The relentless moon – Mary Robinette Kowal

Laborieux

relentless_moonThe relentless moon est le troisième roman du cycle Lady astronaut, après le très bon (même si pas non plus dépourvu de défauts) The calculating stars (qui paraîtra en français dans la collection « Lunes d’encre », chez Denoël, le 7 octobre 2020, sous le titre -remarquablement peu inspiré- de Vers les étoiles) et le très nettement moins bon The fated sky. Sachez aussi que Pascal Godbillon vous proposera, quelques jours avant, la sortie d’un recueil, nommé Lady Astronaute, comprenant cinq des six textes courts actuellement rattachés au cycle, dont l’excellente nouvelle éponyme (le seul qui manque à l’appel est Articulated restraint, pourtant meilleur que la plupart de ceux présents dans l’ouvrage…). Enfin, remarquons que cette saga est loin d’être terminée, puisque plusieurs autres romans sont d’ores et déjà en chantier, dont (notamment) un qui décrira l’établissement de la base martienne (et sera donc la suite de The fated sky), et l’autre de la colonie… vénusienne (et celui là me fait clairement saliver d’avance, tant c’est un sujet à la fois rare en SF et que je trouve personnellement fascinant, tant les difficultés associées pulvérisent celles liées à la colonisation de la planète rouge).

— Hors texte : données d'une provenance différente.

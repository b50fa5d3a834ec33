//! Request handlers.
//!
//! Every failure that happens before a stream opens is a JSON
//! [`ErrorResponse`](super::error::ErrorResponse). Once the SSE response
//! has started, failures travel as `error` progress events instead.

use axum::{
    extract::{rejection::JsonRejection, Path, State},
    http::StatusCode,
    response::{
        sse::{Event, KeepAlive, Sse},
        Json,
    },
};
use futures::stream::{self, Stream};
use serde::{Deserialize, Serialize};
use std::convert::Infallible;
use tokio::sync::mpsc;
use uuid::Uuid;

use super::error::{api_error, internal, not_found, ApiError, UserId};
use super::state::{AppState, EVENT_BUFFER};
use crate::domain::models::{content_hash, AnalysisRecord, Document, InsightsResponse, ProgressUpdate};

/// Body of `POST /api/analyze/stream`.
#[derive(Debug, Deserialize)]
#[serde(rename_all = "camelCase")]
pub struct AnalyzeRequest {
    pub document_id: Uuid,
}

/// Body of `POST /api/documents`.
#[derive(Debug, Deserialize)]
pub struct CreateDocumentRequest {
    pub filename: String,
    pub content: String,
}

/// Response of `GET /api/documents/{id}`.
#[derive(Debug, Serialize)]
#[serde(rename_all = "camelCase")]
pub struct DocumentDetail {
    #[serde(flatten)]
    pub document: Document,
    pub latest_analysis: Option<AnalysisRecord>,
}

/// Health check response.
#[derive(Debug, Serialize)]
pub struct HealthResponse {
    status: String,
    service: String,
}

fn json_body<T>(payload: Result<Json<T>, JsonRejection>) -> Result<T, ApiError> {
    payload
        .map(|Json(body)| body)
        .map_err(|e| api_error(StatusCode::BAD_REQUEST, "VALIDATION_ERROR", e.body_text()))
}

/// Load a document the caller owns. A foreign document is reported exactly
/// like a missing one.
async fn owned_document(state: &AppState, id: Uuid, user_id: &str) -> Result<Document, ApiError> {
    state
        .documents
        .get(id)
        .await
        .map_err(internal)?
        .filter(|doc| doc.is_owned_by(user_id))
        .ok_or_else(not_found)
}

/// Run the pipeline for one document and stream its progress.
pub async fn analyze_stream(
    State(state): State<AppState>,
    UserId(user_id): UserId,
    payload: Result<Json<AnalyzeRequest>, JsonRejection>,
) -> Result<Sse<impl Stream<Item = Result<Event, Infallible>>>, ApiError> {
    let request = json_body(payload)?;
    let document = owned_document(&state, request.document_id, &user_id).await?;

    tracing::info!(document_id = %document.id, user_id = %user_id, "analysis stream opened");
    let (updates, _run) = state.runner.spawn(document, EVENT_BUFFER);

    Ok(Sse::new(progress_events(updates)).keep_alive(KeepAlive::new().interval(state.keep_alive)))
}

/// One SSE `data:` frame per progress update; ends when the run drops its
/// sender after the terminal event.
fn progress_events(updates: mpsc::Receiver<ProgressUpdate>) -> impl Stream<Item = Result<Event, Infallible>> {
    stream::unfold(updates, |mut rx| async move {
        let update = rx.recv().await?;
        let event = match Event::default().json_data(&update) {
            Ok(event) => event,
            Err(e) => {
                tracing::warn!(kind = update.kind(), error = %e, "failed to encode progress event");
                Event::default().data(format!(
                    r#"{{"type":"error","message":"Failed to encode progress","progress":{}}}"#,
                    update.progress()
                ))
            }
        };
        Some((Ok(event), rx))
    })
}

/// Cross-document insights for the caller.
pub async fn get_insights(
    State(state): State<AppState>,
    UserId(user_id): UserId,
) -> Result<Json<InsightsResponse>, ApiError> {
    state.insights.for_user(&user_id).await.map(Json).map_err(internal)
}

/// The caller's documents, newest first.
pub async fn list_documents(
    State(state): State<AppState>,
    UserId(user_id): UserId,
) -> Result<Json<Vec<Document>>, ApiError> {
    state.documents.list_for_owner(&user_id).await.map(Json).map_err(internal)
}

/// Upload a document. Identical content from the same owner returns the
/// existing document with 200 instead of creating a new one.
pub async fn create_document(
    State(state): State<AppState>,
    UserId(user_id): UserId,
    payload: Result<Json<CreateDocumentRequest>, JsonRejection>,
) -> Result<(StatusCode, Json<Document>), ApiError> {
    let request = json_body(payload)?;
    if request.filename.trim().is_empty() {
        return Err(api_error(StatusCode::BAD_REQUEST, "VALIDATION_ERROR", "filename is required"));
    }
    if request.content.trim().is_empty() {
        return Err(api_error(StatusCode::BAD_REQUEST, "VALIDATION_ERROR", "content is empty"));
    }

    let hash = content_hash(&request.content);
    if let Some(existing) = state.documents.find_by_hash(&user_id, &hash).await.map_err(internal)? {
        tracing::debug!(document_id = %existing.id, "duplicate upload");
        return Ok((StatusCode::OK, Json(existing)));
    }

    let document = Document::new(user_id.as_str(), request.filename.trim(), request.content);
    match state.documents.create(&document).await {
        Ok(()) => {
            tracing::info!(document_id = %document.id, user_id = %user_id, "document created");
            Ok((StatusCode::CREATED, Json(document)))
        }
        // A concurrent upload of the same content won the unique index.
        Err(e) => match state.documents.find_by_hash(&user_id, &hash).await.map_err(internal)? {
            Some(existing) => Ok((StatusCode::OK, Json(existing))),
            None => Err(internal(e)),
        },
    }
}

/// A document plus its most recent analysis.
pub async fn get_document(
    State(state): State<AppState>,
    UserId(user_id): UserId,
    Path(id): Path<Uuid>,
) -> Result<Json<DocumentDetail>, ApiError> {
    let document = owned_document(&state, id, &user_id).await?;
    let latest_analysis = state.analyses.latest_for_document(id).await.map_err(internal)?;
    Ok(Json(DocumentDetail {
        document,
        latest_analysis,
    }))
}

/// Delete an owned document and its analyses.
pub async fn delete_document(
    State(state): State<AppState>,
    UserId(user_id): UserId,
    Path(id): Path<Uuid>,
) -> Result<StatusCode, ApiError> {
    if state.documents.delete(id, &user_id).await.map_err(internal)? {
        tracing::info!(document_id = %id, user_id = %user_id, "document deleted");
        Ok(StatusCode::NO_CONTENT)
    } else {
        Err(not_found())
    }
}

/// Liveness probe.
pub async fn health_check() -> Json<HealthResponse> {
    Json(HealthResponse {
        status: "ok".to_string(),
        service: "docaudit".to_string(),
    })
}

Sur les quatre textes (deux longs, deux courts) du cycle que j’ai eu l’occasion de lire, trois se sont révélés extrêmement recommandables, mais pas le second roman. Toute la question était donc de savoir à quel niveau de qualité allait se situer The relentless moon. Si ce nouveau livre est meilleur que son prédécesseur, il ne l’est toutefois pas dans d’énormes proportions, et certainement pas au niveau de Vers les étoiles. Il souffre notamment terriblement d’un ton plat et d’un manque d’immersion jusqu’au début du dernier tiers, ainsi que de personnages ayant une intelligence à géométrie variable, une combinaison de facteurs qui a fait que j’ai trouvé le temps terriblement long et que les moments de plaisir, s’ils ont existé, ont finalement été à la fois rares et tardifs. Seuls les trente derniers % (et encore, sur certains plans seulement) ont été au niveau que j’attendais, la meilleure partie restant l’épilogue, fort savoureux (et qui constitue aussi un tout petit bout de suite directe du tome 2). Tout ça pour dire que Pascal Godbillon va avoir une décision à prendre en ce qui concerne la façon dont il va présenter le tome 1, vu que s’il prend le risque de traduire les tomes 2 et 3, la chute des ventes risque d’être conséquente, surtout étant donné le fait que nous sommes plusieurs à avoir déjà proposé nos critiques de leur VO. L’avenir le dira.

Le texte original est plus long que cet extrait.